BEIJING — Chinese authorities have decided to renew efforts to assist private companies facing financing difficulties, given the importance of those firms to the economy and the job market.
The private sector plays an important role in China’s economy, contributing more than 50 percent of tax revenue, 60 percent of GDP, 70 percent of technological innovation, 80 percent of urban employment and 90 percent of new jobs and new firms.
Answering questions about economic and financial issues, Vice-Premier Liu He on Oct 19 reiterated China’s basic economic system and the crucial role of the private sector.
“There must be no irresolution about working to consolidate and develop the public sector; and there must be no irresolution about working to encourage, support and guide the development of the non-public sector,” Liu said.
He added that misunderstanding and deviation existed in implementation, citing a viewpoint of some lenders that it was safe to provide loans to State-owned enterprises, but politically risky to loan to private businesses. “This kind of understanding and practice is completely wrong,” Liu said.
“Liquidity issue has been one of the main problems restraining the development of private companies,” said Dong Ximiao, a researcher with the Chongyang Institute for Financial Studies, Renmin University of China.
On Oct 22, the government decided to facilitate the bond issuance by private companies, with liquidity support from the central bank to professional institutions, according to a statement after a State Council executive meeting.
As private firms are important builders of socialism with Chinese characteristics, the country will unveil more policies to push for the steady development of those firms, the statement said.
It was decided at the meeting that funding support will be given to smaller financial institutions to raise their capability of serving private firms.
The People’s Bank of China, the central bank, said on its website on Oct 22 that it will provide guidance for supporting bond issues of private firms by offering a part of the initial capital.
Following a market-oriented principle, financial institutions will then focus on assisting the bond issues of companies with good prospects and technological competitiveness but are in temporary difficulties, the central bank said.
“The support on bond issues of private firms will be conducive to stabilizing their expectation and market confidence, and pushing forward the sound development of the bond market,” Dong said.
The central bank also said that it will increase the quotas of relending and rediscount to financial institutions by 150 billion yuan (about $21.6 billion) to ensure that targeted loans can be channeled to private firms.
This followed an expansion of the same amount in June 2018.
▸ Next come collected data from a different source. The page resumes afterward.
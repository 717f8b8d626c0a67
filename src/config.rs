//! Configuration types for document loading and sharing.
//!
//! All tunables live in [`ViewerConfig`], built via its
//! [`ViewerConfigBuilder`]. One config is typically shared by every document
//! a host opens; documents clone the few fields they need at construction.

use crate::error::DocViewError;
use serde::{Deserialize, Serialize};
use std::path::PathBuf;

/// Configuration shared by loaders, documents and the background runtime.
///
/// Built via [`ViewerConfig::builder()`] or using [`ViewerConfig::default()`].
///
/// # Example
/// ```rust
/// use edgequake_docview::ViewerConfig;
///
/// let config = ViewerConfig::builder()
///     .share_root("/tmp/my-app")
///     .max_background_threads(4)
///     .build()
///     .unwrap();
/// assert_eq!(config.jpeg_quality, 100);
/// ```
#[derive(Debug, Clone, Serialize, Deserialize)]
pub struct ViewerConfig {
    /// Directory under which `image-file/` and `pdf-file/` share
    /// subdirectories are created. Default: the system temp directory.
    pub share_root: PathBuf,

    /// Upper bound on threads performing blocking remote loads. Default: 4.
    ///
    /// Excess loads queue until a thread is free.
    pub max_background_threads: usize,

    /// JPEG quality (1–100) used when exporting opaque images. Default: 100.
    pub jpeg_quality: u8,

    /// `User-Agent` header sent with HTTP(S) loads.
    pub user_agent: String,

    /// Explicit path to the pdfium shared library.
    ///
    /// If None, `PDFIUM_LIB_PATH` is consulted, then the system library.
    pub pdfium_library_path: Option<PathBuf>,
}

impl Default for ViewerConfig {
    fn default() -> Self {
        Self {
            share_root: std::env::temp_dir(),
            max_background_threads: 4,
            jpeg_quality: 100,
            user_agent: concat!("edgequake-docview/", env!("CARGO_PKG_VERSION")).to_string(),
            pdfium_library_path: None,
        }
    }
}

impl ViewerConfig {
    /// Create a new builder for `ViewerConfig`.
    pub fn builder() -> ViewerConfigBuilder {
        ViewerConfigBuilder {
            config: Self::default(),
        }
    }
}

/// Builder for [`ViewerConfig`].
#[derive(Debug)]
pub struct ViewerConfigBuilder {
    config: ViewerConfig,
}

impl ViewerConfigBuilder {
    pub fn share_root(mut self, root: impl Into<PathBuf>) -> Self {
        self.config.share_root = root.into();
        self
    }

    pub fn max_background_threads(mut self, n: usize) -> Self {
        self.config.max_background_threads = n;
        self
    }

    pub fn jpeg_quality(mut self, quality: u8) -> Self {
        self.config.jpeg_quality = quality;
        self
    }

    pub fn user_agent(mut self, agent: impl Into<String>) -> Self {
        self.config.user_agent = agent.into();
        self
    }

    pub fn pdfium_library_path(mut self, path: impl Into<PathBuf>) -> Self {
        self.config.pdfium_library_path = Some(path.into());
        self
    }

    /// Build the configuration, validating constraints.
    pub fn build(self) -> Result<ViewerConfig, DocViewError> {
        let c = &self.config;
        if c.max_background_threads == 0 {
            return Err(DocViewError::InvalidConfig(
                "max_background_threads must be ≥ 1".into(),
            ));
        }
        if c.jpeg_quality == 0 || c.jpeg_quality > 100 {
            return Err(DocViewError::InvalidConfig(format!(
                "jpeg_quality must be 1–100, got {}",
                c.jpeg_quality
            )));
        }
        if c.share_root.as_os_str().is_empty() {
            return Err(DocViewError::InvalidConfig(
                "share_root cannot be empty".into(),
            ));
        }
        Ok(self.config)
    }
}

#[cfg(test)]
mod tests {
    use super::*;

    #[test]
    fn defaults() {
        let c = ViewerConfig::default();
        assert_eq!(c.share_root, std::env::temp_dir());
        assert_eq!(c.max_background_threads, 4);
        assert_eq!(c.jpeg_quality, 100);
        assert!(c.user_agent.starts_with("edgequake-docview/"));
        assert!(c.pdfium_library_path.is_none());
    }

    #[test]
    fn builder_sets_fields() {
        let c = ViewerConfig::builder()
            .share_root("/tmp/share")
            .max_background_threads(2)
            .jpeg_quality(90)
            .user_agent("test-agent")
            .pdfium_library_path("/opt/pdfium/libpdfium.so")
            .build()
            .unwrap();
        assert_eq!(c.share_root, PathBuf::from("/tmp/share"));
        assert_eq!(c.max_background_threads, 2);
        assert_eq!(c.jpeg_quality, 90);
        assert_eq!(c.user_agent, "test-agent");
        assert_eq!(
            c.pdfium_library_path,
            Some(PathBuf::from("/opt/pdfium/libpdfium.so"))
        );
    }

    #[test]
    fn builder_rejects_zero_threads() {
        let err = ViewerConfig::builder()
            .max_background_threads(0)
            .build()
            .unwrap_err();
        assert!(matches!(err, DocViewError::InvalidConfig(_)));
    }

    #[test]
    fn builder_rejects_out_of_range_quality() {
        assert!(ViewerConfig::builder().jpeg_quality(0).build().is_err());
        assert!(ViewerConfig::builder().jpeg_quality(101).build().is_err());
        assert!(ViewerConfig::builder().jpeg_quality(1).build().is_ok());
    }

    #[test]
    fn builder_rejects_empty_share_root() {
        assert!(ViewerConfig::builder().share_root("").build().is_err());
    }
}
Efforts should be made to intensify research on working out policies aiming for boosting the growth of private businesses including reducing burdens from taxes and administrative fees, improving environmental governance, as well as enhancing technological innovation ability, Liu has said.
The State Council meeting also said that market access restrictions on private investors will be further eased, and tax and fee burdens on enterprises will be further relieved.